In conversation with Utcarsh Agrawal, data scientist at Akaike Technologies

1) How is data analytics in healthcare reducing costs for hospitals?

With the advent of Electronic Health Records (EHRs), healthcare professionals (HCP) can not only improve patient care but also streamline tasks and reduce errors, ultimately resulting in substantial cost savings. It’s now become easier to forecast demand for the operating room and ICU, resulting in efficient scheduling and resource allocation.

Accurate staffing is crucial, as half of a hospital’s budget goes into labour costs. Data analytics empowers HCPs to proactively tackle staffing challenges by forecasting needs and considering factors like historical data, local trends, and seasonal infections, leading to efficient shift management and cost-effective hiring operations.

Through data analytics, HCPs can identify high-risk patients and take preventive measures to lower 30-day hospital readmissions, ultimately reducing hospital expenses. Additionally, predicting patient no-show appointments helps HCPs offer free slots to other patients, enhancing revenue and customer experience.

2) Can you share examples of AI/ML techniques that have improved any healthcare project you’ve worked on?

Akaike Technologies is actively exploring ways to improve the effectiveness of medicines. Traditionally, drug efficiency trials involve testing medications on real-life patients directly through injections, which is time-consuming and expensive. However, by leveraging AI, computer vision and data analytics, we can now predict how well a medicine can work on patients, saving valuable time and reducing risks associated with human trials.

Another exciting project we are working on is detecting heart rate and 20 other vital signs using a mobile device. This data can empower HCPs and nutritionists to offer personalized healthcare plans to patients based on real-time information. 
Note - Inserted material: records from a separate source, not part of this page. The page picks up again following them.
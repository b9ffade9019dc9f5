//! Result types for profile fetching.

use serde::{Deserialize, Serialize};

use crate::error::FetchError;

/// How a fetch attempt ended.
///
/// Extraction is best-effort: every variant except `Error` may carry
/// partially populated fields, and callers must not assume completeness
/// for any of them.
#[derive(Debug, Clone, Copy, PartialEq, Eq, Serialize, Deserialize)]
#[serde(rename_all = "snake_case")]
pub enum FetchStatus {
    /// Primary profile content found and extracted
    Ok,
    /// Page loaded but the extraction was incomplete
    Partial,
    /// Deadline expired before the primary content appeared
    Timeout,
    /// The target refused the request (bot defense, rate limiting)
    Blocked,
    /// The resource could not be loaded at all
    Error,
}

impl FetchStatus {
    pub fn as_str(&self) -> &'static str {
        match self {
            FetchStatus::Ok => "ok",
            FetchStatus::Partial => "partial",
            FetchStatus::Timeout => "timeout",
            FetchStatus::Blocked => "blocked",
            FetchStatus::Error => "error",
        }
    }
}

/// Best-effort structured data extracted from a profile page.
///
/// All fields are optional; a field that could not be extracted is `None`.
#[derive(Debug, Clone, Serialize, Deserialize)]
pub struct FetchedProfile {
    pub source_url: String,
    pub full_name: Option<String>,
    pub headline: Option<String>,
    pub company: Option<String>,
    pub location: Option<String>,
    pub about: Option<String>,
    pub fetch_status: FetchStatus,
}

impl FetchedProfile {
    /// An empty profile with the given terminal status.
    pub fn empty(source_url: impl Into<String>, status: FetchStatus) -> Self {
        Self {
            source_url: source_url.into(),
            full_name: None,
            headline: None,
            company: None,
            location: None,
            about: None,
            fetch_status: status,
        }
    }

    /// Convert an internal fetch failure into a boundary profile.
    ///
    /// Blocked and timeout keep their own status so downstream logic can
    /// distinguish "the source pushed back" from "the source is broken".
    pub fn from_failure(source_url: &str, err: &FetchError) -> Self {
        let status = match err {
            FetchError::Timeout => FetchStatus::Timeout,
            FetchError::Blocked { .. } => FetchStatus::Blocked,
            FetchError::Network(_) | FetchError::Unknown(_) => FetchStatus::Error,
        };
        Self::empty(source_url, status)
    }

    /// Whether any structured field was extracted.
    pub fn has_any_field(&self) -> bool {
        self.full_name.is_some()
            || self.headline.is_some()
            || self.company.is_some()
            || self.location.is_some()
            || self.about.is_some()
    }

    /// One-line summary of the extracted fields, for reporting.
    pub fn summary(&self) -> Option<String> {
        let mut parts = Vec::new();
        if let Some(headline) = &self.headline {
            parts.push(headline.clone());
        }
        if let Some(company) = &self.company {
            parts.push(company.clone());
        }
        if let Some(location) = &self.location {
            parts.push(location.clone());
        }
        if parts.is_empty() {
            None
        } else {
            Some(parts.join(" | "))
        }
    }
}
Analytical tools, however, are a real game-changer in supply chain cost management. HCPs can track crucial metrics and automate processes with these tools, which are super-efficient assistants.  

3) Congratulations on the recent publication of your paper in Springer Link. What are the findings of your latest research?

As one of the world’s leading causes of death, lung cancer is the subject of my most recent paper. In this study, I focused primarily on reducing death rates while improving patient outcomes through early detection.

    Along with the assistant professor of JSS Technical Education, Ms Swathi Prakash, I explored the potential of machine learning and deep learning techniques to analyze histopathological images and predict early-stage lung cancer. 

    However, one of our challenges was training deep neural networks from scratch using medical imaging data. Gathering a large number of labelled images proved difficult. So, to address this obstacle, we delved into the world of transfer learning, fine-tuning pre-trained models to suit our needs. 

    Our study used the pre-trained EfficientNet-B0 model, which we fine-tuned explicitly for lung cancer detection. The results were impressive, with the designed model achieving high accuracy rates of 99.15% on the training set, 99.14% on the validation set, and 98.67% on the test set.

    Our research contributes significantly to lung cancer detection using deep neural networks, highlighting the potential of transfer learning in medical image analysis. This technology can play a significant role in reducing mortality rates associated with this devastating disease by enabling early and accurate diagnoses.